Growth factors, such as transforming growth factor-beta (TGF-β), platelet-derived growth factor (PDGF), and fibroblast growth factors (FGFs), play critical roles in tissue repair, regeneration, and fibrosis. Their involvement in the pathogenesis of fibrotic diseases is well-documented, as they regulate fibroblast proliferation, differentiation, and extracellular matrix production. However, rather than being used to treat fibrosis directly, growth factors are often targets for anti-fibrotic therapies. Excessive activity of certain growth factors, particularly TGF-β, is a major driver of fibrosis in organs like the liver, lungs, and kidneys.

Experimental and some early clinical studies have explored the therapeutic modulation (not supplementation) of growth factors to control fibrotic processes. For example, inhibitors of TGF-β signaling are being tested as potential anti-fibrotic agents in diseases such as idiopathic pulmonary fibrosis and systemic sclerosis. Conversely, some growth factors (e.g., hepatocyte growth factor, HGF) have demonstrated anti-fibrotic properties in animal models by counteracting the effects of pro-fibrotic growth factors.
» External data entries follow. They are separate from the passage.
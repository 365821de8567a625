//! # Flash-Sale Gate and Order Pipeline
//!
//! This module provides:
//! - The atomic seckill gate: stock, one-purchase-per-user and the stream
//!   append decided in a single server-side script
//! - Stream consumers that materialize orders with bounded retries and a
//!   dead-letter stream
//! - Idempotent order materialization under a per-user watchdog lock

use thiserror::Error;

/// Primary order stream.
pub const ORDER_STREAM: &str = "stream.orders";
/// Dead-letter stream for messages that exhausted their retries.
pub const DEAD_LETTER_STREAM: &str = "stream.orders.dead";
/// Consumer group name.
pub const CONSUMER_GROUP: &str = "g1";
/// Consumer name within the group.
pub const CONSUMER_NAME: &str = "c1";

/// Order subsystem errors
#[derive(Error, Debug)]
pub enum OrderError {
    /// The sale window has not opened yet.
    #[error("seckill has not started")]
    SeckillNotStarted,

    /// The sale window has closed.
    #[error("seckill has ended")]
    SeckillEnded,

    /// No seckill voucher with this id.
    #[error("seckill voucher {0} not found")]
    VoucherNotFound(i64),

    /// The gate rejected the purchase (no stock, or already purchased).
    #[error("purchase conditions not met")]
    ConditionNotMet,

    /// This user already holds a live order for the voucher.
    #[error("duplicate order")]
    DuplicateOrder,

    /// Database stock was exhausted at materialization time.
    #[error("stock not enough")]
    StockNotEnough,

    /// The per-user materialization lock could not be acquired in time.
    #[error("order lock busy for user {0}")]
    LockBusy(i64),

    /// The seckill voucher is missing its sale window.
    #[error("voucher is missing its sale window")]
    MissingSaleWindow,

    /// The gate script returned a tag outside its contract.
    #[error("unexpected seckill script result: {0}")]
    UnexpectedScriptResult(i64),

    /// A stream entry could not be decoded into an order.
    #[error("malformed order message {0}")]
    MalformedMessage(String),

    /// Redis transport error.
    #[error("redis error: {0}")]
    Redis(#[from] redis::RedisError),

    /// Database error.
    #[error("database error: {0}")]
    Database(#[from] sqlx::Error),

    /// Repository error.
    #[error("store error: {0}")]
    Store(#[from] crate::store::StoreError),

    /// Lock subsystem error.
    #[error("lock error: {0}")]
    Lock(#[from] crate::cache::lock::LockError),

    /// Id generation error.
    #[error("id generation error: {0}")]
    IdGeneration(#[from] crate::cache::CacheError),
}

/// Result type for order operations
pub type OrderResult<T> = Result<T, OrderError>;

pub mod pipeline;
pub mod seckill;

pub use pipeline::OrderPipeline;
pub use seckill::SeckillGate;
In summary, while the scientific community acknowledges the centrality of growth factors in fibrosis biology, clinical use of exogenous growth factors to treat fibrosis is not established and may be detrimental. Instead, therapies typically aim to inhibit or modulate growth factor pathways to reduce fibrosis. The evidence base for such approaches is growing, with several agents in preclinical or early clinical development, but routine clinical application is not yet standard.